Exercise goal: Could you set down every record below exactly as it appears?
________________
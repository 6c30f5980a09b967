//! Commands module
//!
//! Defines all CLI commands and their handlers.

mod adhoc;
mod execution;
mod job;
mod project;
mod raw;
mod system;

pub use adhoc::AdhocCommands;
pub use execution::ExecutionCommands;
pub use job::JobCommands;
pub use project::ProjectCommands;

use anyhow::Result;
use clap::{Subcommand, ValueEnum};
use rundeck_client::RundeckClient;
use rundeck_core::dto::job::DocumentFormat;

/// Top-level CLI commands
#[derive(Subcommand)]
pub enum Commands {
    /// Show server and JVM information
    System,
    /// Project management
    Project {
        #[command(subcommand)]
        command: ProjectCommands,
    },
    /// Job management
    Job {
        #[command(subcommand)]
        command: JobCommands,
    },
    /// Execution management
    Execution {
        #[command(subcommand)]
        command: ExecutionCommands,
    },
    /// Run ad-hoc commands on nodes
    Adhoc {
        #[command(subcommand)]
        command: AdhocCommands,
    },
    /// GET an API path and print the parsed response as JSON
    Raw {
        /// Response kind used to parse the body (e.g. jobs, executions, system_info)
        kind: String,

        /// API path relative to the versioned root (e.g. project/demo/jobs)
        path: String,

        /// Query parameter, repeatable
        #[arg(short, long = "param", value_name = "KEY=VALUE", value_parser = parse_key_val)]
        params: Vec<(String, String)>,
    },
}

/// Handle a CLI command
///
/// Routes the command to the appropriate handler module.
pub async fn handle_command(command: Commands, client: &RundeckClient) -> Result<()> {
    match command {
        Commands::System => system::show_system_info(client).await,
        Commands::Project { command } => project::handle_project_command(command, client).await,
        Commands::Job { command } => job::handle_job_command(command, client).await,
        Commands::Execution { command } => {
            execution::handle_execution_command(command, client).await
        }
        Commands::Adhoc { command } => adhoc::handle_adhoc_command(command, client).await,
        Commands::Raw { kind, path, params } => raw::fetch(client, &kind, &path, params).await,
    }
}

/// Document format flag
#[derive(Debug, Clone, Copy, PartialEq, Eq, ValueEnum)]
pub enum FormatArg {
    Xml,
    Yaml,
}

impl From<FormatArg> for DocumentFormat {
    fn from(format: FormatArg) -> Self {
        match format {
            FormatArg::Xml => DocumentFormat::Xml,
            FormatArg::Yaml => DocumentFormat::Yaml,
        }
    }
}

/// Parse a `KEY=VALUE` argument
pub(crate) fn parse_key_val(input: &str) -> std::result::Result<(String, String), String> {
    match input.split_once('=') {
        Some((key, value)) if !key.trim().is_empty() => {
            Ok((key.trim().to_string(), value.to_string()))
        }
        _ => Err(format!("expected KEY=VALUE, got '{}'", input)),
    }
}
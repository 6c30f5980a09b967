//! Project history options

use chrono::{DateTime, Utc};
use serde::{Deserialize, Serialize};

use super::{Params, push_each, push_opt};
use crate::timestamp;

/// Filters for a project's history events
#[derive(Debug, Clone, Default, PartialEq, Eq, Serialize, Deserialize)]
pub struct HistoryQuery {
    pub job_id_filter: Option<String>,
    pub report_id_filter: Option<String>,
    pub user_filter: Option<String>,
    /// Outcome, e.g. `succeed`, `fail` or `cancel`
    pub stat_filter: Option<String>,
    pub job_list_filter: Vec<String>,
    pub exclude_job_list_filter: Vec<String>,
    pub recent_filter: Option<String>,
    pub begin: Option<DateTime<Utc>>,
    pub end: Option<DateTime<Utc>>,
    pub max: Option<u32>,
    pub offset: Option<u32>,
}

impl HistoryQuery {
    pub fn to_params(&self) -> Params {
        let mut params = Params::new();
        push_opt(&mut params, "jobIdFilter", self.job_id_filter.as_ref());
        push_opt(&mut params, "reportIdFilter", self.report_id_filter.as_ref());
        push_opt(&mut params, "userFilter", self.user_filter.as_ref());
        push_opt(&mut params, "statFilter", self.stat_filter.as_ref());
        push_each(&mut params, "jobListFilter", &self.job_list_filter);
        push_each(&mut params, "excludeJobListFilter", &self.exclude_job_list_filter);
        push_opt(&mut params, "recentFilter", self.recent_filter.as_ref());
        push_opt(&mut params, "begin", self.begin.map(|t| timestamp::format(&t)).as_ref());
        push_opt(&mut params, "end", self.end.map(|t| timestamp::format(&t)).as_ref());
        push_opt(&mut params, "max", self.max.as_ref());
        push_opt(&mut params, "offset", self.offset.as_ref());
        params
    }
}
//! Execution domain types

use chrono::{DateTime, Utc};
use serde::{Deserialize, Serialize};

use super::Fields;
use super::job::Job;

/// One run of a job, adhoc command, or script
#[derive(Debug, Clone, PartialEq, Eq, Serialize, Deserialize)]
pub struct Execution {
    pub id: u64,
    pub href: Option<String>,
    pub status: ExecutionStatus,
    pub project: Option<String>,
    pub user: Option<String>,
    pub date_started: Option<DateTime<Utc>>,
    /// Absent while the execution has not reached a terminal status
    pub date_ended: Option<DateTime<Utc>>,
    /// The job this execution belongs to; absent for adhoc executions
    pub job: Option<Job>,
    pub description: Option<String>,
    pub argstring: Option<String>,
    /// Remaining attributes and child fields, e.g. `successfulNodes`
    #[serde(default, skip_serializing_if = "Fields::is_empty")]
    pub extra: Fields,
}

/// Execution status as reported by the server
///
/// Statuses this client does not know about are kept verbatim in `Other`
/// and are never terminal.
#[derive(Debug, Clone, PartialEq, Eq, Hash, Serialize, Deserialize)]
#[serde(from = "String", into = "String")]
pub enum ExecutionStatus {
    Running,
    Succeeded,
    Failed,
    Aborted,
    Skipped,
    Pending,
    Other(String),
}

impl ExecutionStatus {
    /// Wire representation of the status
    pub fn as_str(&self) -> &str {
        match self {
            ExecutionStatus::Running => "running",
            ExecutionStatus::Succeeded => "succeeded",
            ExecutionStatus::Failed => "failed",
            ExecutionStatus::Aborted => "aborted",
            ExecutionStatus::Skipped => "skipped",
            ExecutionStatus::Pending => "pending",
            ExecutionStatus::Other(status) => status,
        }
    }

    /// Whether the scheduler will no longer change an execution in this status
    ///
    /// `Skipped` is deliberately not included; callers that want to stop on it
    /// pass their own terminal set to the blocking run helper.
    pub fn is_terminal(&self) -> bool {
        matches!(
            self,
            ExecutionStatus::Succeeded | ExecutionStatus::Failed | ExecutionStatus::Aborted
        )
    }

    /// The statuses for which [`ExecutionStatus::is_terminal`] holds
    pub fn terminal() -> Vec<ExecutionStatus> {
        vec![
            ExecutionStatus::Succeeded,
            ExecutionStatus::Failed,
            ExecutionStatus::Aborted,
        ]
    }
}

impl From<&str> for ExecutionStatus {
    fn from(value: &str) -> Self {
        match value {
            "running" => ExecutionStatus::Running,
            "succeeded" => ExecutionStatus::Succeeded,
            "failed" => ExecutionStatus::Failed,
            "aborted" => ExecutionStatus::Aborted,
            "skipped" => ExecutionStatus::Skipped,
            "pending" => ExecutionStatus::Pending,
            other => ExecutionStatus::Other(other.to_string()),
        }
    }
}

impl From<String> for ExecutionStatus {
    fn from(value: String) -> Self {
        ExecutionStatus::from(value.as_str())
    }
}

impl From<ExecutionStatus> for String {
    fn from(status: ExecutionStatus) -> Self {
        status.as_str().to_string()
    }
}

impl std::fmt::Display for ExecutionStatus {
    fn fmt(&self, f: &mut std::fmt::Formatter<'_>) -> std::fmt::Result {
        f.write_str(self.as_str())
    }
}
________________
Result of this task:
repository 6c30f5980a09b967
//! Commands module
//!
//! Defines all CLI commands and their handlers.

mod adhoc;
mod execution;
mod job;
mod project;
mod raw;
mod system;

pub use adhoc::AdhocCommands;
pub use execution::ExecutionCommands;
pub use job::JobCommands;
pub use project::ProjectCommands;

use anyhow::Result;
use clap::{Subcommand, ValueEnum};
use rundeck_client::RundeckClient;
use rundeck_core::dto::job::DocumentFormat;

/// Top-level CLI commands
#[derive(Subcommand)]
pub enum Commands {
    /// Show server and JVM information
    System,
    /// Project management
    Project {
        #[command(subcommand)]
        command: ProjectCommands,
    },
    /// Job management
    Job {
        #[command(subcommand)]
        command: JobCommands,
    },
    /// Execution management
    Execution {
        #[command(subcommand)]
        command: ExecutionCommands,
    },
    /// Run ad-hoc commands on nodes
    Adhoc {
        #[command(subcommand)]
        command: AdhocCommands,
    },
    /// GET an API path and print the parsed response as JSON
    Raw {
        /// Response kind used to parse the body (e.g. jobs, executions, system_info)
        kind: String,

        /// API path relative to the versioned root (e.g. project/demo/jobs)
        path: String,

        /// Query parameter, repeatable
        #[arg(short, long = "param", value_name = "KEY=VALUE", value_parser = parse_key_val)]
        params: Vec<(String, String)>,
    },
}

/// Handle a CLI command
///
/// Routes the command to the appropriate handler module.
pub async fn handle_command(command: Commands, client: &RundeckClient) -> Result<()> {
    match command {
        Commands::System => system::show_system_info(client).await,
        Commands::Project { command } => project::handle_project_command(command, client).await,
        Commands::Job { command } => job::handle_job_command(command, client).await,
        Commands::Execution { command } => {
            execution::handle_execution_command(command, client).await
        }
        Commands::Adhoc { command } => adhoc::handle_adhoc_command(command, client).await,
        Commands::Raw { kind, path, params } => raw::fetch(client, &kind, &path, params).await,
    }
}

/// Document format flag
#[derive(Debug, Clone, Copy, PartialEq, Eq, ValueEnum)]
pub enum FormatArg {
    Xml,
    Yaml,
}

impl From<FormatArg> for DocumentFormat {
    fn from(format: FormatArg) -> Self {
        match format {
            FormatArg::Xml => DocumentFormat::Xml,
            FormatArg::Yaml => DocumentFormat::Yaml,
        }
    }
}

/// Parse a `KEY=VALUE` argument
pub(crate) fn parse_key_val(input: &str) -> std::result::Result<(String, String), String> {
    match input.split_once('=') {
        Some((key, value)) if !key.trim().is_empty() => {
            Ok((key.trim().to_string(), value.to_string()))
        }
        _ => Err(format!("expected KEY=VALUE, got '{}'", input)),
    }
}
repository 6c30f5980a09b967
//! Project history options

use chrono::{DateTime, Utc};
use serde::{Deserialize, Serialize};

use super::{Params, push_each, push_opt};
use crate::timestamp;

/// Filters for a project's history events
#[derive(Debug, Clone, Default, PartialEq, Eq, Serialize, Deserialize)]
pub struct HistoryQuery {
    pub job_id_filter: Option<String>,
    pub report_id_filter: Option<String>,
    pub user_filter: Option<String>,
    /// Outcome, e.g. `succeed`, `fail` or `cancel`
    pub stat_filter: Option<String>,
    pub job_list_filter: Vec<String>,
    pub exclude_job_list_filter: Vec<String>,
    pub recent_filter: Option<String>,
    pub begin: Option<DateTime<Utc>>,
    pub end: Option<DateTime<Utc>>,
    pub max: Option<u32>,
    pub offset: Option<u32>,
}

impl HistoryQuery {
    pub fn to_params(&self) -> Params {
        let mut params = Params::new();
        push_opt(&mut params, "jobIdFilter", self.job_id_filter.as_ref());
        push_opt(&mut params, "reportIdFilter", self.report_id_filter.as_ref());
        push_opt(&mut params, "userFilter", self.user_filter.as_ref());
        push_opt(&mut params, "statFilter", self.stat_filter.as_ref());
        push_each(&mut params, "jobListFilter", &self.job_list_filter);
        push_each(&mut params, "excludeJobListFilter", &self.exclude_job_list_filter);
        push_opt(&mut params, "recentFilter", self.recent_filter.as_ref());
        push_opt(&mut params, "begin", self.begin.map(|t| timestamp::format(&t)).as_ref());
        push_opt(&mut params, "end", self.end.map(|t| timestamp::format(&t)).as_ref());
        push_opt(&mut params, "max", self.max.as_ref());
        push_opt(&mut params, "offset", self.offset.as_ref());
        params
    }
}
//! Execution domain types

use chrono::{DateTime, Utc};
use serde::{Deserialize, Serialize};

use super::Fields;
use super::job::Job;

/// One run of a job, adhoc command, or script
#[derive(Debug, Clone, PartialEq, Eq, Serialize, Deserialize)]
pub struct Execution {
    pub id: u64,
    pub href: Option<String>,
    pub status: ExecutionStatus,
    pub project: Option<String>,
    pub user: Option<String>,
    pub date_started: Option<DateTime<Utc>>,
    /// Absent while the execution has not reached a terminal status
    pub date_ended: Option<DateTime<Utc>>,
    /// The job this execution belongs to; absent for adhoc executions
    pub job: Option<Job>,
    pub description: Option<String>,
    pub argstring: Option<String>,
    /// Remaining attributes and child fields, e.g. `successfulNodes`
    #[serde(default, skip_serializing_if = "Fields::is_empty")]
    pub extra: Fields,
}

/// Execution status as reported by the server
///
/// Statuses this client does not know about are kept verbatim in `Other`
/// and are never terminal.
#[derive(Debug, Clone, PartialEq, Eq, Hash, Serialize, Deserialize)]
#[serde(from = "String", into = "String")]
pub enum ExecutionStatus {
    Running,
    Succeeded,
    Failed,
    Aborted,
    Skipped,
    Pending,
    Other(String),
}

impl ExecutionStatus {
    /// Wire representation of the status
    pub fn as_str(&self) -> &str {
        match self {
            ExecutionStatus::Running => "running",
            ExecutionStatus::Succeeded => "succeeded",
            ExecutionStatus::Failed => "failed",
            ExecutionStatus::Aborted => "aborted",
            ExecutionStatus::Skipped => "skipped",
            ExecutionStatus::Pending => "pending",
            ExecutionStatus::Other(status) => status,
        }
    }

    /// Whether the scheduler will no longer change an execution in this status
    ///
    /// `Skipped` is deliberately not included; callers that want to stop on it
    /// pass their own terminal set to the blocking run helper.
    pub fn is_terminal(&self) -> bool {
        matches!(
            self,
            ExecutionStatus::Succeeded | ExecutionStatus::Failed | ExecutionStatus::Aborted
        )
    }

    /// The statuses for which [`ExecutionStatus::is_terminal`] holds
    pub fn terminal() -> Vec<ExecutionStatus> {
        vec![
            ExecutionStatus::Succeeded,
            ExecutionStatus::Failed,
            ExecutionStatus::Aborted,
        ]
    }
}

impl From<&str> for ExecutionStatus {
    fn from(value: &str) -> Self {
        match value {
            "running" => ExecutionStatus::Running,
            "succeeded" => ExecutionStatus::Succeeded,
            "failed" => ExecutionStatus::Failed,
            "aborted" => ExecutionStatus::Aborted,
            "skipped" => ExecutionStatus::Skipped,
            "pending" => ExecutionStatus::Pending,
            other => ExecutionStatus::Other(other.to_string()),
        }
    }
}

impl From<String> for ExecutionStatus {
    fn from(value: String) -> Self {
        ExecutionStatus::from(value.as_str())
    }
}

impl From<ExecutionStatus> for String {
    fn from(status: ExecutionStatus) -> Self {
        status.as_str().to_string()
    }
}

impl std::fmt::Display for ExecutionStatus {
    fn fmt(&self, f: &mut std::fmt::Formatter<'_>) -> std::fmt::Result {
        f.write_str(self.as_str())
    }
}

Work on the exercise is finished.